29 de dezembro de 2021

TENTAÇÕES DE NATAL

Caros amigos,

O Natal chegou pontualmente, como todos os anos. Um acontecimento que desafia e provoca a rotina cinzenta do nosso quotidiano. Uma graça que encontra resistência em nós e é ameaçada por tentações particulares. Este ano venho compartilhar com vocês ... precisamente as minhas tentações! Me ajudareis a vencê-las!

A primeira é a imobilidade. Esperei por este Natal na minha cadeira de rodas. Ele chegou e receio que vá embora e eu permaneça aqui imóvel, sem que nada mude. A ESPERANÇA de alguma mudança foi desapontada muitas vezes. Peço boleia, deixando-me levar pela comunidade, pelos ritos, pelas celebrações ... Mas sei que sem caminhar como os pastores e os Reis Magos não há Natal. Paralisado, peço ao Espírito Santo que me conceda as suas asas de águia. (Isaías 40,31)

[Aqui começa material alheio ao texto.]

//! Free identifier collection for expressions and function bodies.

use std::collections::HashSet;

use swc_common::Span;
use swc_ecma_ast::{
    BindingIdent, ClassDecl, FnDecl, FnExpr, Ident, JSXElementName, JSXMemberExpr, JSXObject,
    TsType,
};
use swc_ecma_visit::{Visit, VisitWith};

/// Collects identifiers read by a node that are not bound inside it.
///
/// Binding is tracked per node, not per scope: a name bound anywhere inside
/// the node is treated as bound everywhere in it. Type annotations and JSX
/// tag names are ignored.
#[derive(Default)]
pub struct FreeIdentCollector {
    seen: Vec<(String, Span)>,
    bound: HashSet<String>,
}

impl FreeIdentCollector {
    fn finish(self) -> Vec<(String, Span)> {
        let bound = self.bound;
        let mut unique = HashSet::new();
        self.seen
            .into_iter()
            .filter(|(name, _)| !bound.contains(name) && unique.insert(name.clone()))
            .collect()
    }
}

impl Visit for FreeIdentCollector {
    fn visit_ident(&mut self, node: &Ident) {
        self.seen.push((node.sym.to_string(), node.span));
    }

    fn visit_binding_ident(&mut self, node: &BindingIdent) {
        self.bound.insert(node.id.sym.to_string());
    }

    fn visit_fn_decl(&mut self, node: &FnDecl) {
        self.bound.insert(node.ident.sym.to_string());
        node.function.visit_with(self);
    }

    fn visit_fn_expr(&mut self, node: &FnExpr) {
        if let Some(ident) = &node.ident {
            self.bound.insert(ident.sym.to_string());
        }
        node.function.visit_with(self);
    }

    fn visit_class_decl(&mut self, node: &ClassDecl) {
        self.bound.insert(node.ident.sym.to_string());
        node.class.visit_with(self);
    }

    fn visit_ts_type(&mut self, _node: &TsType) {}

    fn visit_jsx_element_name(&mut self, _node: &JSXElementName) {}

    fn visit_jsx_member_expr(&mut self, _node: &JSXMemberExpr) {}

    fn visit_jsx_object(&mut self, _node: &JSXObject) {}
}

/// Free identifiers of `node`, deduplicated, in order of first appearance.
pub fn free_identifiers<N>(node: &N) -> Vec<String>
where
    N: VisitWith<FreeIdentCollector>,
{
    free_identifier_spans(node)
        .into_iter()
        .map(|(name, _)| name)
        .collect()
}

/// Like [`free_identifiers`], keeping the span of each first occurrence.
pub fn free_identifier_spans<N>(node: &N) -> Vec<(String, Span)>
where
    N: VisitWith<FreeIdentCollector>,
{
    let mut collector = FreeIdentCollector::default();
    node.visit_with(&mut collector);
    collector.finish()
}

#[cfg(test)]
mod tests {
    use std::path::Path;

    use pretty_assertions::assert_eq;
    use swc_ecma_ast::{Decl, ModuleItem, Stmt};

    use super::*;
    use crate::core::parsers::jsx::parse_jsx_source;

    fn idents_of_first_init(code: &str) -> Vec<String> {
        let parsed = parse_jsx_source(code, Path::new("test.tsx")).unwrap();
        let ModuleItem::Stmt(Stmt::Decl(Decl::Var(var))) = &parsed.module.body[0] else {
            panic!("expected a variable declaration");
        };
        free_identifiers(var.decls[0].init.as_deref().unwrap())
    }

    #[test]
    fn test_member_props_are_not_identifiers() {
        assert_eq!(
            idents_of_first_init("const x = user.profile.name;"),
            vec!["user"]
        );
    }

    #[test]
    fn test_call_arguments_and_callee() {
        assert_eq!(
            idents_of_first_init("const x = formatName(user, locale, user);"),
            vec!["formatName", "user", "locale"]
        );
    }

    #[test]
    fn test_arrow_params_are_bound() {
        assert_eq!(
            idents_of_first_init("const x = items.map((item) => prefix + item.label);"),
            vec!["items", "prefix"]
        );
    }

    #[test]
    fn test_shorthand_props_and_templates() {
        assert_eq!(
            idents_of_first_init("const x = build({ count }, `${greeting}, ${name}`);"),
            vec!["build", "count", "greeting", "name"]
        );
    }

    #[test]
    fn test_types_are_ignored() {
        assert_eq!(
            idents_of_first_init("const x = (value as Label).text;"),
            vec!["value"]
        );
    }
}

Mas existe uma tentação ainda mais insidiosa. A do escândalo! Se a distância de Deus era um obstáculo para mim, agora sua proximidade me escandaliza! Um Deus criança, frágil, indefeso, mortal, é demais para a minha frágil . Um Deus que tem fome e chora, enquanto eu esperava que ele enxugasse as nossas lágrimas! Um Deus juiz que, em vez disso, se torna um réu! Aquele que deveria acabar com a injustiça, ao invés, a sofre! Que Deus é ele ?! Nós realmente teríamos esperado outro! Na minha consternação, peço ao Senhor Jesus a primeira bem-aventurança: Bem-aventurado aquele que não se escandalizar de mim (Mateus 11,6).

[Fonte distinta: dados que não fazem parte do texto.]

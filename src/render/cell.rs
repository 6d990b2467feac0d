//! Cell text assembly.

use crate::error::Result;
use crate::model::{Block, BlockGraph, BlockType};

/// Marker emitted for a checked selection element.
pub const SELECTED_MARKER: &str = "X";

/// Reconstruct a cell's display text from its word and selection children.
///
/// Every token is followed by a single space, so non-empty output always
/// ends with one. Children are visited in service order.
pub fn cell_text(cell: &Block, graph: &BlockGraph) -> Result<String> {
    let mut text = String::new();
    if !cell.has_children() {
        return Ok(text);
    }

    for child_id in cell.child_ids() {
        let child = graph.get(child_id)?;
        match child.block_type {
            BlockType::Word => {
                push_word(&mut text, child.word_text()?);
            }
            BlockType::SelectionElement => {
                if child.is_selected()? {
                    text.push_str(SELECTED_MARKER);
                    text.push(' ');
                }
            }
            _ => {}
        }
    }

    Ok(text)
}

fn push_word(text: &mut String, word: &str) {
    if is_grouped_number(word) {
        text.push('"');
        text.push_str(word);
        text.push('"');
    } else {
        text.push_str(word);
    }
    text.push(' ');
}

/// `1,234` yes; `1234` and `abc,def` no.
///
/// Digits are any Unicode numeric character (`Nd`, `Nl`, `No`). CJK ideographs
/// that only carry a numeric value, such as `一`, are not numeric here.
pub fn is_grouped_number(word: &str) -> bool {
    if !word.contains(',') {
        return false;
    }
    let mut digits = word.chars().filter(|&c| c != ',').peekable();
    digits.peek().is_some() && digits.all(char::is_numeric)
}
//! Identifier-indexed view over a job's blocks.

use super::{Block, BlockType};
use crate::error::{Error, Result};
use std::collections::HashMap;

/// All blocks of one job, indexed by identifier.
///
/// Children are referenced by identifier and resolved through [`BlockGraph::get`].
/// The graph is validated when built, so rendering never meets a block with
/// missing fields or a dangling child reference.
///
/// TABLE blocks are also kept by occurrence, so two tables that share an
/// identifier each render their own cells.
#[derive(Debug, Clone, Default)]
pub struct BlockGraph {
    blocks: HashMap<String, Block>,
    tables: Vec<Block>,
}

impl BlockGraph {
    /// Build a graph from the flattened block list of a finished job.
    pub fn from_blocks(blocks: Vec<Block>) -> Result<Self> {
        let mut graph = Self {
            blocks: HashMap::with_capacity(blocks.len()),
            tables: Vec::new(),
        };

        for block in blocks {
            block.validate()?;
            if block.block_type == BlockType::Table {
                graph.tables.push(block.clone());
            }
            graph.blocks.insert(block.id.clone(), block);
        }

        graph.check_references()?;
        log::debug!(
            "BlockGraph: {} blocks, {} tables",
            graph.blocks.len(),
            graph.tables.len()
        );
        Ok(graph)
    }

    /// Every CHILD reference that rendering follows must resolve.
    fn check_references(&self) -> Result<()> {
        for block in self.blocks.values().chain(&self.tables) {
            if !matches!(block.block_type, BlockType::Table | BlockType::Cell) {
                continue;
            }
            for child in block.child_ids() {
                if !self.blocks.contains_key(child) {
                    return Err(Error::MissingBlock(child.to_string()));
                }
            }
        }
        Ok(())
    }

    /// Resolve an identifier.
    pub fn get(&self, id: &str) -> Result<&Block> {
        self.blocks
            .get(id)
            .ok_or_else(|| Error::MissingBlock(id.to_string()))
    }

    /// TABLE blocks in discovery order.
    pub fn tables(&self) -> impl Iterator<Item = &Block> {
        self.tables.iter()
    }

    /// Number of TABLE blocks.
    pub fn table_count(&self) -> usize {
        self.tables.len()
    }

    /// Number of distinct blocks.
    pub fn len(&self) -> usize {
        self.blocks.len()
    }

    /// Check if the graph has no blocks.
    pub fn is_empty(&self) -> bool {
        self.blocks.is_empty()
    }

    /// Count blocks of one kind.
    pub fn count_of(&self, block_type: BlockType) -> usize {
        self.blocks
            .values()
            .filter(|b| b.block_type == block_type)
            .count()
    }
}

Mas não para por aí! Deus põe à prova também o meu AMOR instável! Ele chega mascarado, incógnito! Torna-se o estrangeiro que afirma ter o direito da cidadania em meu coração! Proclama a fraternidade universal! Mas como é possível?! Este Natal dele é definitivamente demasiado revolucionário e subversivo! Com o coração petrificado, a única esperança que me resta é pedir ao Pai que cumpra a sua promessa: Dar-vos-ei um coração novo e introduzirei em vós um espírito novo: arrancarei do vosso peito o coração de pedra e vos darei um coração de carne (Ezequiel 36,26).

Pai, não nos deixeis cair na tentação de desperdiçar a graça deste Natal!

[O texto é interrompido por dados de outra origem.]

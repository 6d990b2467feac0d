//! Model types for the extraction service's block graph.
//!
//! Blocks arrive as a flat list per job. [`BlockGraph`] indexes them by
//! identifier and remembers the detected tables; [`AnalysisPage`] is one
//! page of a job status response.

mod block;
mod graph;
mod response;

pub use block::{Block, BlockType, Relationship, RelationshipType, SelectionStatus};
pub use graph::BlockGraph;
pub use response::{AnalysisPage, DocumentMetadata, JobStatus, Warning};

Mesmo se Cristo nascesse mil ou dez mil vezes em Belém, de nada servirá se Ele não nascer pelo menos uma vez no teu coração (Angelus Silesius,1624-1677).

P. Manuel João, comboniano
Natal de 2021 
Castel d'Azzano (Verona) - Itália

13 de dezembro de 2021

ALEGRAI-VOS


No meio do advento e da quaresma a liturgia convida os católicos à alegria. No terceiro domingo do advento e no quarto domingo da quaresma, tempos litúrgicos penitenciais de roxo vestidos, os paramentos podem ser cor-de-rosa para alegrar as celebrações!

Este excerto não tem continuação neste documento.